-- EXERCISE --
Look through the entries below and report every line that has "storage".

───── MATERIAL FOR THIS EXERCISE ─────

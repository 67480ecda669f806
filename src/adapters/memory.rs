//! In-process store used for dry runs and tests.
//!
//! Mirrors the guards of the PostgreSQL adapter: first-claim order
//! registration, compare-and-set status transitions, idempotent credit and
//! the non-negative balance invariant. One lock per store stands in for the
//! database's row-level serialization.

use async_trait::async_trait;
use chrono::Utc;
use std::collections::HashMap;
use tokio::sync::Mutex;
use uuid::Uuid;

use crate::domain::{Balance, Order, OrderStatus, User, Withdrawal};
use crate::error::{Result, TallyError};
use crate::storage::{RegisterOutcome, Store};

#[derive(Default)]
struct Inner {
    users: HashMap<Uuid, User>,
    logins: HashMap<String, Uuid>,
    orders: HashMap<String, Order>,
    balances: HashMap<Uuid, Balance>,
    withdrawals: HashMap<String, Withdrawal>,
}

/// In-memory storage adapter
#[derive(Default)]
pub struct MemoryStore {
    inner: Mutex<Inner>,
}

impl MemoryStore {
    pub fn new() -> Self {
        Self::default()
    }
}

#[async_trait]
impl Store for MemoryStore {
    async fn create_user(&self, login: &str, password_hash: &str) -> Result<User> {
        let mut inner = self.inner.lock().await;
        if inner.logins.contains_key(login) {
            return Err(TallyError::LoginTaken(login.to_string()));
        }

        let user = User {
            uid: Uuid::new_v4(),
            login: login.to_string(),
            password_hash: password_hash.to_string(),
        };
        inner.logins.insert(login.to_string(), user.uid);
        inner.users.insert(user.uid, user.clone());
        Ok(user)
    }

    async fn user_by_login(&self, login: &str) -> Result<Option<User>> {
        let inner = self.inner.lock().await;
        Ok(inner
            .logins
            .get(login)
            .and_then(|uid| inner.users.get(uid))
            .cloned())
    }

    async fn register_order(&self, uid: Uuid, number: &str) -> Result<RegisterOutcome> {
        let mut inner = self.inner.lock().await;

        if let Some(existing) = inner.orders.get(number) {
            if existing.uid == uid {
                return Ok(RegisterOutcome::AlreadyOwned(existing.clone()));
            }
            return Err(TallyError::OrderConflict {
                number: number.to_string(),
            });
        }

        let order = Order {
            number: number.to_string(),
            uid,
            amount: 0,
            status: OrderStatus::New,
            uploaded_at: Utc::now(),
            processed_at: None,
        };
        inner.orders.insert(number.to_string(), order.clone());
        Ok(RegisterOutcome::Created(order))
    }

    async fn order(&self, number: &str) -> Result<Option<Order>> {
        let inner = self.inner.lock().await;
        Ok(inner.orders.get(number).cloned())
    }

    async fn orders_by_status(&self, status: OrderStatus) -> Result<Vec<Order>> {
        let inner = self.inner.lock().await;
        let mut orders: Vec<Order> = inner
            .orders
            .values()
            .filter(|o| o.status == status)
            .cloned()
            .collect();
        orders.sort_by_key(|o| o.uploaded_at);
        Ok(orders)
    }

    async fn orders_for_user(&self, uid: Uuid) -> Result<Vec<Order>> {
        let inner = self.inner.lock().await;
        let mut orders: Vec<Order> = inner
            .orders
            .values()
            .filter(|o| o.uid == uid)
            .cloned()
            .collect();
        orders.sort_by_key(|o| o.uploaded_at);
        Ok(orders)
    }

    async fn mark_processing(&self, number: &str) -> Result<bool> {
        let mut inner = self.inner.lock().await;
        match inner.orders.get_mut(number) {
            Some(order) if order.status == OrderStatus::New => {
                order.status = OrderStatus::Processing;
                Ok(true)
            }
            _ => Ok(false),
        }
    }

    async fn mark_invalid(&self, number: &str) -> Result<bool> {
        let mut inner = self.inner.lock().await;
        match inner.orders.get_mut(number) {
            Some(order) if !order.status.is_terminal() => {
                order.status = OrderStatus::Invalid;
                order.processed_at = Some(Utc::now());
                Ok(true)
            }
            _ => Ok(false),
        }
    }

    async fn credit(&self, number: &str, amount: i64) -> Result<bool> {
        let mut inner = self.inner.lock().await;

        let uid = {
            let order = inner
                .orders
                .get_mut(number)
                .ok_or_else(|| TallyError::NotFound(format!("order {}", number)))?;
            if order.status == OrderStatus::Processed {
                return Ok(false);
            }
            order.status = OrderStatus::Processed;
            order.amount = amount;
            order.processed_at = Some(Utc::now());
            order.uid
        };

        let balance = inner.balances.entry(uid).or_default();
        balance.current += amount;
        Ok(true)
    }

    async fn debit(&self, uid: Uuid, number: &str, amount: i64) -> Result<Withdrawal> {
        let mut inner = self.inner.lock().await;

        if inner.withdrawals.contains_key(number) {
            return Err(TallyError::DuplicateWithdrawal {
                number: number.to_string(),
            });
        }

        let available = inner.balances.get(&uid).map(|b| b.current).unwrap_or(0);
        if available < amount {
            return Err(TallyError::InsufficientFunds {
                requested: amount,
                available,
            });
        }

        let balance = inner.balances.entry(uid).or_default();
        balance.current -= amount;
        balance.withdrawn += amount;

        let withdrawal = Withdrawal {
            number: number.to_string(),
            uid,
            amount,
            processed_at: Utc::now(),
        };
        inner
            .withdrawals
            .insert(number.to_string(), withdrawal.clone());
        Ok(withdrawal)
    }

    async fn balance(&self, uid: Uuid) -> Result<Balance> {
        let inner = self.inner.lock().await;
        Ok(inner.balances.get(&uid).copied().unwrap_or_default())
    }

    async fn withdrawals_for_user(&self, uid: Uuid) -> Result<Vec<Withdrawal>> {
        let inner = self.inner.lock().await;
        let mut withdrawals: Vec<Withdrawal> = inner
            .withdrawals
            .values()
            .filter(|w| w.uid == uid)
            .cloned()
            .collect();
        withdrawals.sort_by_key(|w| w.processed_at);
        Ok(withdrawals)
    }
}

─────

-- RESPONSE TO THIS EXERCISE --
use crate::storage::{RegisterOutcome, Store};
/// In-memory storage adapter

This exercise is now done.